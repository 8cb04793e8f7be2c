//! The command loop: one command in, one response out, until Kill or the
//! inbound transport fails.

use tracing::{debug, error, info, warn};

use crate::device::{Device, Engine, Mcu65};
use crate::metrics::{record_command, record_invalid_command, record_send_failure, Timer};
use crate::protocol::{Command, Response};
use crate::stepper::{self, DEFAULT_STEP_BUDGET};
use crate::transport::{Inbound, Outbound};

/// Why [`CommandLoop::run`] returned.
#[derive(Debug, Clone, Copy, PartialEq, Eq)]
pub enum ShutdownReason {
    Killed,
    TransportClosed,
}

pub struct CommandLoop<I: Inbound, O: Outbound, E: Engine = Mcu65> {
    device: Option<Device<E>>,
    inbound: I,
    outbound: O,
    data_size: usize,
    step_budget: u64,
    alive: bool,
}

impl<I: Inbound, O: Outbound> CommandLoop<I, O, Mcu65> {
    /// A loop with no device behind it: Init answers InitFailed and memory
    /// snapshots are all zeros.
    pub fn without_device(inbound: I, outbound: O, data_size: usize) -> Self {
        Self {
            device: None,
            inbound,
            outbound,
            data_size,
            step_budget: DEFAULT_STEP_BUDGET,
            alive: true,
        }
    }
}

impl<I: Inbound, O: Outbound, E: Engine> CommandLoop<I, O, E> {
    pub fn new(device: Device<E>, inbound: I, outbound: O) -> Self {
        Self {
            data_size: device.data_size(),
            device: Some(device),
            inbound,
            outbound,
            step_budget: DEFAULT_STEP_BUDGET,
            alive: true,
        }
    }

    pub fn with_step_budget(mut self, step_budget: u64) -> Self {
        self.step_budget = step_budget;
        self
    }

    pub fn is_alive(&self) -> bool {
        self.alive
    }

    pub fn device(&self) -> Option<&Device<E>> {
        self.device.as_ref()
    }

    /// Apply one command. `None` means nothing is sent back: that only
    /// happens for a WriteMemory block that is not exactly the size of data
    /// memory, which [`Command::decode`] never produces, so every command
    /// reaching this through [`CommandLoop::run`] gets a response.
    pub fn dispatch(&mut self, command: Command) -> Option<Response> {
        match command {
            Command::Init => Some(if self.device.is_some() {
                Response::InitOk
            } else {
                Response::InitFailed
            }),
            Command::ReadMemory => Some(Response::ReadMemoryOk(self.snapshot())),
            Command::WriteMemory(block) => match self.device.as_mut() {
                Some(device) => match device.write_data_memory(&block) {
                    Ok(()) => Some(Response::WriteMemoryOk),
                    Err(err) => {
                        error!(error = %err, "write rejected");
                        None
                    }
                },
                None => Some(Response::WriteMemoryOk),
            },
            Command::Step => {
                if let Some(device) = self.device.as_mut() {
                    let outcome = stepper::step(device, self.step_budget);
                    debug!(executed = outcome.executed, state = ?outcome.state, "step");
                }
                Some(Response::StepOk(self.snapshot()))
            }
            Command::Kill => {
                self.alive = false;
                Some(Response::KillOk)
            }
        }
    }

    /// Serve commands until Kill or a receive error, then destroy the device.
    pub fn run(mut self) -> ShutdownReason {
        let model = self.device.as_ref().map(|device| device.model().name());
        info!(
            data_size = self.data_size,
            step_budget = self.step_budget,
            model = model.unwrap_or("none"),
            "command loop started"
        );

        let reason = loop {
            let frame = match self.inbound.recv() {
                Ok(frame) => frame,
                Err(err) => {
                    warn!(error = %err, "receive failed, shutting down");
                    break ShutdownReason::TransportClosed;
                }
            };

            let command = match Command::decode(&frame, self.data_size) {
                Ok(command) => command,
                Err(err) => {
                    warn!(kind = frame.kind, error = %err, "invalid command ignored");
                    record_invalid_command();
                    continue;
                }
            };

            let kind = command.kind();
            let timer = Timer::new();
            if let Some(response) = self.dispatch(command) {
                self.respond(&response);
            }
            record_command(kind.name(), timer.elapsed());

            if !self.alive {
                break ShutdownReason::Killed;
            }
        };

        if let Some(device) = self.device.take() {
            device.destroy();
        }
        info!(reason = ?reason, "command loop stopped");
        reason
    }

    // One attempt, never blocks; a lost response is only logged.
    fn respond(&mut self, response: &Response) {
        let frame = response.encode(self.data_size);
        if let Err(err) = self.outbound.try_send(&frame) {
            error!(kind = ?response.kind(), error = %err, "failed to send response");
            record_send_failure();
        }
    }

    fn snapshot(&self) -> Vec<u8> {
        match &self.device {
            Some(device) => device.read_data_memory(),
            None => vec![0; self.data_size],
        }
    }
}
☆ ☆ ☆ ☆
### TASK DETAILS
When the string "only" occurs in a line of the material, that line belongs in the answer.

### TASK OUTPUT
    /// Apply one command. `None` means nothing is sent back: that only
    // One attempt, never blocks; a lost response is only logged.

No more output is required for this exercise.